E in segno di ulteriore generosità, sigarette a volontà per tutti. E pensare che l’isola, già prima della valanga di sbarchi, era in rivolta. Pescatori in sciopero, albergatori sul piede di guerra. Qui, infatti, il gasolio per i motopescherecci costa il doppio che nel resto d’Italia. «Pesano le spese di trasporto», spiegano governo e compagnie petrolifere: spese che, naturalmente, dovrebbero accollarsi i pescatori di quaggiù.

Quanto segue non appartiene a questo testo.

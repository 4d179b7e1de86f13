//! Shell completion generation.

use clap::CommandFactory;
use clap_complete::{generate, shells};

use crate::cli::{Cli, CompletionsArgs, Shell};

pub fn execute(args: CompletionsArgs) -> crate::error::CliResult<()> {
    let mut cmd = Cli::command();
    let mut out = std::io::stdout();

    match args.shell {
        Shell::Bash => generate(shells::Bash, &mut cmd, "metaval", &mut out),
        Shell::Zsh => generate(shells::Zsh, &mut cmd, "metaval", &mut out),
        Shell::Fish => generate(shells::Fish, &mut cmd, "metaval", &mut out),
        Shell::PowerShell => generate(shells::PowerShell, &mut cmd, "metaval", &mut out),
        Shell::Elvish => generate(shells::Elvish, &mut cmd, "metaval", &mut out),
    };

    Ok(())
}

Come se non bastasse tutto il resto... L’Europa nicchia, l’Italia si dichiara in emergenza e Lampedusa, intanto, si rimbocca le maniche e fa quel che può. Le previsioni meteorologiche annunciano l’arrivo di altre barche, il tempo volge al bello e carabinieri, uomini della Capitaneria, finanzieri e volontari sono pronti al peggio. Tra i tanti personaggi dell’isola, in queste ore manca solo «la pasionaria», Angela Maraventano, lampedusana doc, che voleva che l’Isola diventasse provincia di Bergamo e grazie a quest’idea bislacca è stata candidata ed eletta senatore nelle liste della Lega.

E’ la nemica numero uno degli immigrati clandestini: invocava l’uso dei cannoni contro di loro... «Maroni sta facendo un buon lavoro», dice ora, naturalmente via telefono. E tutti la ricordano in quel mattino di qualche anno fa quando issò su un vecchio gozzo una enorme bandiera leghista e si sistemò in mezzo al porto per il suo sciopero della fame conto il governo Prodi.

Lo sciopero, ad onore della verità, fu subito ribattezzato «del cappuccino», visto che s’interruppe a ora di pranzo. Fu poco, ma fu qualcosa. Oggi, con la Lega al governo, nemmeno quello. Perché tutto va bene madama la marchesa... Anche se quaggiù, di cose che vadano, non ce ne è nemmeno l’ombra.

Ue-Italia

La risposta europea si farà attendere

"La bella addormentata, ecco quel che sembra a volte l'Europa. Soprattutto in questi giorni, a Lampedusa", scrive il Corriere della Sera. Alle prese con lo sbarco di più di tremila migranti il ministro dell'interno Roberto Maroni ha dichiarato: "Siamo soli, l'Europa non sta facendo nulla". Dagli uffici di Cecilia Malmström, commissario europeo agli affari interni, rispondono di essere "pronti" e di attendere delle "richieste specifiche". A ogni modo, però, ci vorrà una decina di giorni per arrivare una decisione. "Così, ora, il tema 'Lampedusa' entra in un percorso a ostacoli", prosegue il Corriere: "dovrà essere esaminato dopodomani a Strasburgo da tutti gli ambasciatori e rappresentanti permanenti (il cui lavoro è preparato da 150 diversi comitati); e il 24 febbraio, a Bruxelles, dal Consiglio dei 27 ministri degli Interni e della Giustizia (Jai)". Solo allora si potrà arrivare a una decisione, sempre che l'Ungheria, cui spetta la presidenza del Consiglio, decida di mettere il tema all'ordine del giorno. "Tempi lunghi, certo: però questi sono i meccanismi che hanno creato i 27 stati, compresa l'Italia. La bella addormentata, con tutti i suoi difetti, non si è inventata da sola", conclude il quotidiano.